Stored data entries
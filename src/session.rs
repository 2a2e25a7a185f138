use crate::{
    captions::CaptionOrchestrator,
    compositing::{Compositor, ExportArtifact, Surface},
    error::{MemeError, Result},
    imaging::ImageNormalizer,
    models::{Band, CaptionRequest, CaptionResult, CaptionSet, ImagePayload, MemeDocument, TextStyle},
};
use image::RgbaImage;

/// In-memory editing state for one meme: image, two text bands and the
/// latest caption suggestions.
#[derive(Debug, Clone, Default)]
pub struct MemeSession {
    image: Option<ImagePayload>,
    top_text: String,
    bottom_text: String,
    top_style: TextStyle,
    bottom_style: TextStyle,
    captions: CaptionSet,
}

impl MemeSession {
    pub fn new() -> Self {
        Self::default()
    }

    /// Normalizes `raw` and makes it the working image. Old suggestions are
    /// dropped because they described the previous image.
    pub fn load_image(&mut self, normalizer: &ImageNormalizer, raw: &[u8]) -> Result<&ImagePayload> {
        let payload = normalizer.normalize(raw)?;
        self.captions = CaptionSet::default();
        Ok(&*self.image.insert(payload))
    }

    pub fn clear_image(&mut self) {
        *self = Self::default();
    }

    pub fn image(&self) -> Option<&ImagePayload> {
        self.image.as_ref()
    }

    pub fn text(&self, band: Band) -> &str {
        match band {
            Band::Top => &self.top_text,
            Band::Bottom => &self.bottom_text,
        }
    }

    pub fn set_text(&mut self, band: Band, text: impl Into<String>) {
        match band {
            Band::Top => self.top_text = text.into(),
            Band::Bottom => self.bottom_text = text.into(),
        }
    }

    pub fn style(&self, band: Band) -> &TextStyle {
        match band {
            Band::Top => &self.top_style,
            Band::Bottom => &self.bottom_style,
        }
    }

    pub fn style_mut(&mut self, band: Band) -> &mut TextStyle {
        match band {
            Band::Top => &mut self.top_style,
            Band::Bottom => &mut self.bottom_style,
        }
    }

    /// Exchanges the two texts; styles stay with their band.
    pub fn swap_text(&mut self) {
        std::mem::swap(&mut self.top_text, &mut self.bottom_text);
    }

    pub fn reset_styles(&mut self) {
        self.top_style.reset();
        self.bottom_style.reset();
    }

    pub fn captions(&self) -> &CaptionSet {
        &self.captions
    }

    /// Copies suggestion `index` into both bands. Returns false if there is
    /// no such suggestion.
    pub fn apply_caption(&mut self, index: usize) -> bool {
        let Some(CaptionResult { top, bottom }) = self.captions.get(index).cloned() else {
            return false;
        };
        self.top_text = top;
        self.bottom_text = bottom;
        true
    }

    /// Requests new suggestions for the current image. The existing set is
    /// only replaced when generation succeeds.
    pub async fn generate_captions(
        &mut self,
        orchestrator: &CaptionOrchestrator,
        prompt: &str,
        reasoning_mode: bool,
    ) -> Result<&CaptionSet> {
        let image = self.image.clone().ok_or(MemeError::NoImage)?;
        let request = CaptionRequest::new(image, prompt, reasoning_mode);
        self.captions = orchestrator.generate_captions(request).await?;
        Ok(&self.captions)
    }

    pub fn document(&self) -> Result<MemeDocument> {
        let image = self.image.clone().ok_or(MemeError::NoImage)?;
        Ok(MemeDocument::new(image)
            .with_text(self.top_text.clone(), self.bottom_text.clone())
            .with_styles(self.top_style, self.bottom_style))
    }

    pub fn preview(&self, compositor: &Compositor, viewport: Surface) -> Result<RgbaImage> {
        compositor.preview(&self.document()?, viewport)
    }

    pub fn export(&self, compositor: &Compositor) -> Result<ExportArtifact> {
        compositor.export(&self.document()?)
    }
}

#[cfg(test)]
mod tests {
    use super::*;
    use crate::models::{Alignment, ChatRequest, HexColor, ModelCandidate, ModelRoster};
    use crate::provider::ChatProvider;
    use async_trait::async_trait;
    use image::{DynamicImage, ImageFormat};
    use std::io::Cursor;
    use std::sync::Arc;

    struct FixedProvider(Option<&'static str>);

    #[async_trait]
    impl ChatProvider for FixedProvider {
        async fn complete(&self, _request: &ChatRequest) -> Result<String> {
            self.0.map(str::to_string).ok_or_else(|| {
                MemeError::Provider(crate::error::FailureReason::Transport("down".into()))
            })
        }
    }

    fn orchestrator(reply: Option<&'static str>) -> CaptionOrchestrator {
        CaptionOrchestrator::new(
            Arc::new(FixedProvider(reply)),
            ModelRoster::new(
                ModelCandidate::reasoning("thinker"),
                vec![ModelCandidate::fast("fast-1")],
            ),
        )
    }

    fn png(width: u32, height: u32) -> Vec<u8> {
        let mut out = Cursor::new(Vec::new());
        DynamicImage::new_rgb8(width, height)
            .write_to(&mut out, ImageFormat::Png)
            .unwrap();
        out.into_inner()
    }

    fn loaded_session() -> MemeSession {
        let mut session = MemeSession::new();
        session
            .load_image(&ImageNormalizer::default(), &png(40, 20))
            .unwrap();
        session
    }

    #[test]
    fn swap_exchanges_text_but_not_styles() {
        let mut session = MemeSession::new();
        session.set_text(Band::Top, "up");
        session.set_text(Band::Bottom, "down");
        session.style_mut(Band::Top).alignment = Alignment::Left;

        session.swap_text();

        assert_eq!(session.text(Band::Top), "down");
        assert_eq!(session.text(Band::Bottom), "up");
        assert_eq!(session.style(Band::Top).alignment, Alignment::Left);
        assert_eq!(session.style(Band::Bottom).alignment, Alignment::Center);
    }

    #[test]
    fn clear_image_resets_everything() {
        let mut session = loaded_session();
        session.set_text(Band::Top, "x");
        session.style_mut(Band::Bottom).set_font_size(90);

        session.clear_image();

        assert!(session.image().is_none());
        assert_eq!(session.text(Band::Top), "");
        assert_eq!(session.style(Band::Bottom), &TextStyle::default());
        assert!(matches!(session.document(), Err(MemeError::NoImage)));
    }

    #[test]
    fn reset_styles_keeps_text() {
        let mut session = MemeSession::new();
        session.set_text(Band::Top, "keep me");
        session.style_mut(Band::Top).color = HexColor::BLACK;
        session.reset_styles();
        assert_eq!(session.style(Band::Top).color, HexColor::WHITE);
        assert_eq!(session.text(Band::Top), "keep me");
    }

    #[test]
    fn load_image_rejects_non_images() {
        let mut session = MemeSession::new();
        let err = session
            .load_image(&ImageNormalizer::default(), b"plain text")
            .unwrap_err();
        assert!(matches!(err, MemeError::UnsupportedMedia(_)));
        assert!(session.image().is_none());
    }

    #[tokio::test]
    async fn generate_without_image_is_no_image() {
        let mut session = MemeSession::new();
        let err = session
            .generate_captions(&orchestrator(None), "", false)
            .await
            .unwrap_err();
        assert!(matches!(err, MemeError::NoImage));
    }

    #[tokio::test]
    async fn captions_are_replaced_on_success_and_kept_on_failure() {
        let mut session = loaded_session();
        let ok = orchestrator(Some(r#"[{"top":"t1","bottom":"b1"},{"top":"t2","bottom":"b2"}]"#));
        session.generate_captions(&ok, "", false).await.unwrap();
        assert_eq!(session.captions().len(), 2);

        let failing = orchestrator(None);
        assert!(session.generate_captions(&failing, "", true).await.is_err());
        assert_eq!(session.captions().len(), 2);

        assert!(session.apply_caption(1));
        assert_eq!(session.text(Band::Top), "t2");
        assert_eq!(session.text(Band::Bottom), "b2");
        assert!(!session.apply_caption(7));
    }

    #[tokio::test]
    async fn loading_a_new_image_drops_suggestions() {
        let mut session = loaded_session();
        let ok = orchestrator(Some(r#"[{"top":"t","bottom":"b"}]"#));
        session.generate_captions(&ok, "", false).await.unwrap();

        session
            .load_image(&ImageNormalizer::default(), &png(10, 10))
            .unwrap();
        assert!(session.captions().is_empty());
        assert_eq!(session.image().unwrap().width(), 10);
    }

    #[test]
    fn document_reflects_session_state() {
        let mut session = loaded_session();
        session.set_text(Band::Bottom, "bottom");
        session.style_mut(Band::Bottom).set_font_size(30);

        let doc = session.document().unwrap();
        assert_eq!(doc.bottom_text, "bottom");
        assert_eq!(doc.bottom_style.font_size(), 30);
        assert_eq!(doc.image.width(), 40);
    }
}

### PROBLEM
Starting from the top of the records and ending at the line that contains "Old suggestions are", repeat each line exactly and return only those lines.

### SOLUTION TO THIS PROBLEM
filename src/session.rs
repository 2a2e25a7a185f138
use crate::{
    captions::CaptionOrchestrator,
    compositing::{Compositor, ExportArtifact, Surface},
    error::{MemeError, Result},
    imaging::ImageNormalizer,
    models::{Band, CaptionRequest, CaptionResult, CaptionSet, ImagePayload, MemeDocument, TextStyle},
};
use image::RgbaImage;

/// In-memory editing state for one meme: image, two text bands and the
/// latest caption suggestions.
#[derive(Debug, Clone, Default)]
pub struct MemeSession {
    image: Option<ImagePayload>,
    top_text: String,
    bottom_text: String,
    top_style: TextStyle,
    bottom_style: TextStyle,
    captions: CaptionSet,
}

impl MemeSession {
    pub fn new() -> Self {
        Self::default()
    }

    /// Normalizes `raw` and makes it the working image. Old suggestions are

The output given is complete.